The Data Flow Library

Learn about the applications Data Flow Library  in Data Flow, including reusable Spark application templates and application security. Also learn how to create and view applications, edit applications, delete applications, and apply arguments or parameters.

Reusable Spark Application Templates

Data Flow Data Flow Application  are infinitely reusable Spark application templates. They consist of a Spark application, its dependencies, default parameters, and a default run-time resource specification. Once a Spark developer creates a Data Flow Application, anyone can use it without worrying about the complexities of deploying it, setting it up, or running it. They can use it through Spark analytics in custom dashboards, reports, scripts, or REST API calls.

Every time you invoke the Data Flow Application, you create a Data Flow Data Flow Run . It fills in the details of the application template and launches it on a specific set of IaaS resources.

View Data Flow Applications

View Applications in Data Flow

From the Oracle Cloud Infrastructure Console, click Data Flow and then Applications, or from the Data Flow Dashboard, click Applications from the left-hand menu. The resulting page displays a table of the applications. It lists the name of each application, along with the language (Python, SQL, Java, or Scala), the owner, when it was created, and when it was last updated. To Edit an Application, or just to see more detailed information of the application, either click on the name of the application, or select Edit from the menu at the end of that application's row in the table. This menu also has options to Run or Delete the application.

If you have clicked on the Application name, the Details page for that application is displayed. The Detail Information tab displays the resource configuration and application configuration of details. There is also a Tags tab to display the tabs on the application. You can use Edit, Run, or Delete to change the application.

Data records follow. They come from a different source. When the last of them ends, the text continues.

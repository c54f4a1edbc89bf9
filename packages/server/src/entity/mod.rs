pub mod comment;
pub mod follow;
pub mod group;
pub mod post;
pub mod user;
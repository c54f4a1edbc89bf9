use axum::http::StatusCode;
use axum::response::{IntoResponse, Response};
use common::StorageError;
use sea_orm::DbErr;

use crate::extractors::auth::{AuthUser, MaybeUser};
use crate::templates::errors::{BadRequestPage, NotFoundPage, ServerErrorPage};
use crate::templates::{Format, Page};
use crate::utils::redirect::{found, login_url};

/// Application-level error type.
///
/// Every variant renders as a page of its own rather than a bare status, so
/// handlers can return `Result<_, AppError>` and use `?` throughout.
#[derive(Debug)]
pub enum AppError {
    /// Malformed request the user cannot fix by editing a form.
    Validation(String),
    /// The page needs a logged-in user; holds the path to come back to.
    LoginRequired { next: String },
    /// The requested object or page does not exist.
    NotFound(String),
    Internal(String),
}

/// Error page attached to an error response so [`render_errors`] can redraw
/// it in the format the client asked for.
#[derive(Clone, Debug)]
enum ErrorPage {
    BadRequest(String),
    NotFound(String),
    ServerError,
}

impl ErrorPage {
    fn render(self, format: Format, status: StatusCode, viewer: Option<&AuthUser>) -> Response {
        match self {
            ErrorPage::BadRequest(message) => Page::new(format, BadRequestPage { message })
                .status(status)
                .viewer(viewer)
                .into_response(),
            ErrorPage::NotFound(path) => Page::new(format, NotFoundPage { path })
                .status(status)
                .viewer(viewer)
                .into_response(),
            ErrorPage::ServerError => Page::new(format, ServerErrorPage {})
                .status(status)
                .viewer(viewer)
                .into_response(),
        }
    }
}

impl IntoResponse for AppError {
    fn into_response(self) -> Response {
        let (status, page) = match self {
            AppError::Validation(message) => (StatusCode::BAD_REQUEST, ErrorPage::BadRequest(message)),
            AppError::LoginRequired { next } => return found(&login_url(&next)),
            AppError::NotFound(path) => (StatusCode::NOT_FOUND, ErrorPage::NotFound(path)),
            AppError::Internal(detail) => {
                tracing::error!("Internal error: {}", detail);
                (StatusCode::INTERNAL_SERVER_ERROR, ErrorPage::ServerError)
            }
        };
        let mut response = page.clone().render(Format::Html, status, None);
        response.extensions_mut().insert(page);
        response
    }
}

/// Redraw error pages for the requesting client: JSON when asked for, and
/// with the viewer in the navigation bar.
pub async fn render_errors(MaybeUser(viewer): MaybeUser, format: Format, response: Response) -> Response {
    match response.extensions().get::<ErrorPage>() {
        Some(page) => page.clone().render(format, response.status(), viewer.as_ref()),
        None => response,
    }
}

impl From<DbErr> for AppError {
    fn from(err: DbErr) -> Self {
        AppError::Internal(err.to_string())
    }
}

impl From<StorageError> for AppError {
    fn from(err: StorageError) -> Self {
        match err {
            StorageError::InvalidName(_) | StorageError::SizeLimitExceeded { .. } => {
                tracing::warn!("Rejected upload: {err}");
                AppError::Validation(err.to_string())
            }
            other => AppError::Internal(other.to_string()),
        }
    }
}
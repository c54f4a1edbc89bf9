use sea_orm::sea_query::{Index, OnConflict, PostgresQueryBuilder};
use sea_orm::*;
use tracing::info;

use crate::config::GroupSeed;
use crate::entity::{comment, group, post};

/// Create configured groups whose slug does not exist yet.
pub async fn seed_groups(db: &DatabaseConnection, groups: &[GroupSeed]) -> Result<(), DbErr> {
    let mut inserted = 0u32;
    for seed in groups {
        let model = group::ActiveModel {
            title: Set(seed.title.clone()),
            slug: Set(seed.slug.clone()),
            description: Set(seed.description.clone()),
            ..Default::default()
        };

        let result = group::Entity::insert(model)
            .on_conflict(OnConflict::column(group::Column::Slug).do_nothing().to_owned())
            .exec_without_returning(db)
            .await;

        match result {
            Ok(_) => inserted += 1,
            Err(DbErr::RecordNotInserted) => {}
            Err(e) => return Err(e),
        }
    }

    if inserted > 0 {
        info!("Seeded {} new groups", inserted);
    }

    Ok(())
}

/// Ensure listing indexes exist.
///
/// Schema sync only creates single-column indexes, so the composite ones
/// used by the paginated listings are created here.
pub async fn ensure_indexes(db: &DatabaseConnection) -> Result<(), DbErr> {
    let statements = [
        (
            "idx_post_pub_date",
            Index::create()
                .if_not_exists()
                .name("idx_post_pub_date")
                .table(post::Entity)
                .col(post::Column::PubDate)
                .col(post::Column::Id)
                .to_string(PostgresQueryBuilder),
        ),
        (
            "idx_post_author_pub_date",
            Index::create()
                .if_not_exists()
                .name("idx_post_author_pub_date")
                .table(post::Entity)
                .col(post::Column::AuthorId)
                .col(post::Column::PubDate)
                .to_string(PostgresQueryBuilder),
        ),
        (
            "idx_post_group_pub_date",
            Index::create()
                .if_not_exists()
                .name("idx_post_group_pub_date")
                .table(post::Entity)
                .col(post::Column::GroupId)
                .col(post::Column::PubDate)
                .to_string(PostgresQueryBuilder),
        ),
        (
            "idx_comment_post_created",
            Index::create()
                .if_not_exists()
                .name("idx_comment_post_created")
                .table(comment::Entity)
                .col(comment::Column::PostId)
                .col(comment::Column::Created)
                .to_string(PostgresQueryBuilder),
        ),
    ];

    for (name, stmt) in statements {
        match db.execute_unprepared(&stmt).await {
            Ok(_) => info!("Ensured index {} exists", name),
            Err(e) => tracing::warn!("Failed to create index {}: {}", name, e),
        }
    }

    Ok(())
}
use sea_orm::entity::prelude::*;
use serde::{Deserialize, Serialize};

/// A directed subscription: `user_id` follows `author_id`.
#[sea_orm::model]
#[derive(Clone, Debug, PartialEq, Eq, DeriveEntityModel, Serialize, Deserialize)]
#[sea_orm(table_name = "follow")]
pub struct Model {
    #[sea_orm(primary_key, auto_increment = false)]
    pub user_id: i32,
    #[sea_orm(primary_key, auto_increment = false)]
    pub author_id: i32,
    #[sea_orm(
        belongs_to,
        relation_enum = "Follower",
        from = "user_id",
        to = "id"
    )]
    pub follower: HasOne<super::user::Entity>,
    #[sea_orm(belongs_to, relation_enum = "Author", from = "author_id", to = "id")]
    pub author: HasOne<super::user::Entity>,
}

impl ActiveModelBehavior for ActiveModel {}
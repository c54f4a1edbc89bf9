/// Image formats accepted for post illustrations.
#[derive(Clone, Copy, Debug, PartialEq, Eq)]
pub enum ImageKind {
    Gif,
    Png,
    Jpeg,
    Webp,
    Bmp,
}

/// Detect the image format from the file signature.
pub fn sniff(data: &[u8]) -> Option<ImageKind> {
    if data.starts_with(b"GIF87a") || data.starts_with(b"GIF89a") {
        Some(ImageKind::Gif)
    } else if data.starts_with(b"\x89PNG\r\n\x1a\n") {
        Some(ImageKind::Png)
    } else if data.starts_with(&[0xFF, 0xD8, 0xFF]) {
        Some(ImageKind::Jpeg)
    } else if data.len() >= 12 && &data[..4] == b"RIFF" && &data[8..12] == b"WEBP" {
        Some(ImageKind::Webp)
    } else if data.starts_with(b"BM") && data.len() >= 26 {
        Some(ImageKind::Bmp)
    } else {
        None
    }
}

/// Check that an upload is an image whose name matches its content.
pub fn validate_image(filename: &str, data: &[u8]) -> Result<ImageKind, &'static str> {
    let kind = sniff(data).ok_or(
        "Upload a valid image. The file you uploaded was either not an image or a corrupted image.",
    )?;

    let guessed = mime_guess::from_path(filename).first();
    match guessed {
        Some(mime) if mime.type_() == mime_guess::mime::IMAGE => Ok(kind),
        _ => Err("File extension is not allowed for images."),
    }
}
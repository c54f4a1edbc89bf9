use sea_orm::entity::prelude::*;
use serde::{Deserialize, Serialize};

#[sea_orm::model]
#[derive(Clone, Debug, PartialEq, Eq, DeriveEntityModel, Serialize, Deserialize)]
#[sea_orm(table_name = "user")]
pub struct Model {
    #[sea_orm(primary_key)]
    pub id: i32,

    #[sea_orm(unique)]
    pub username: String,
    #[serde(skip_serializing)]
    pub password: String,

    #[sea_orm(has_many)]
    pub posts: HasMany<super::post::Entity>,

    #[sea_orm(has_many)]
    pub comments: HasMany<super::comment::Entity>,

    pub created_at: DateTimeUtc,
}

impl ActiveModelBehavior for ActiveModel {}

Filter Applications in Data Flow
You can filter, search, and sort the list of applications in a number of ways:
  • In the left-hand side menu is a filters section. You can filter on the State of your applications and the Language used. These are drop-down lists. You can also set a date range during which applications were updated using the Updated Start Date and Updated End Date fields. Finally, you can enter all or part of a application name in the Name Prefix field, and filter by application name. You can choose to filter on one, or some, or all of these options. You can clear all these fields to remove the filters.
  • The State filter gives the options of Any state, Accepted, In Progress, Canceling, Canceled, Failed, or Succeeded.
  • The Language filter lets you filter by All, Java, Python, SQL, or Scala.
  • The Updated Start Date and Updated End Date fields allow you to pick a date from a calendar, along with a time (UTC). It displays the current month, but allows you to navigate to previous months. Or there are quick links to allow you to choose, today's date, yesterday's date, or the past three days.
  • If you have applied tags to your applications, you can filter on these tags in the Tag Filters section. You can clear these tag filters.

These filtering options also allow you to search for an application if you can't remember the specifics of it. For example, you know it was created last week, but can't remember exactly when.

Sort Applications in Data Flow

You can sort the list of applications by Created date, either ascending or descending.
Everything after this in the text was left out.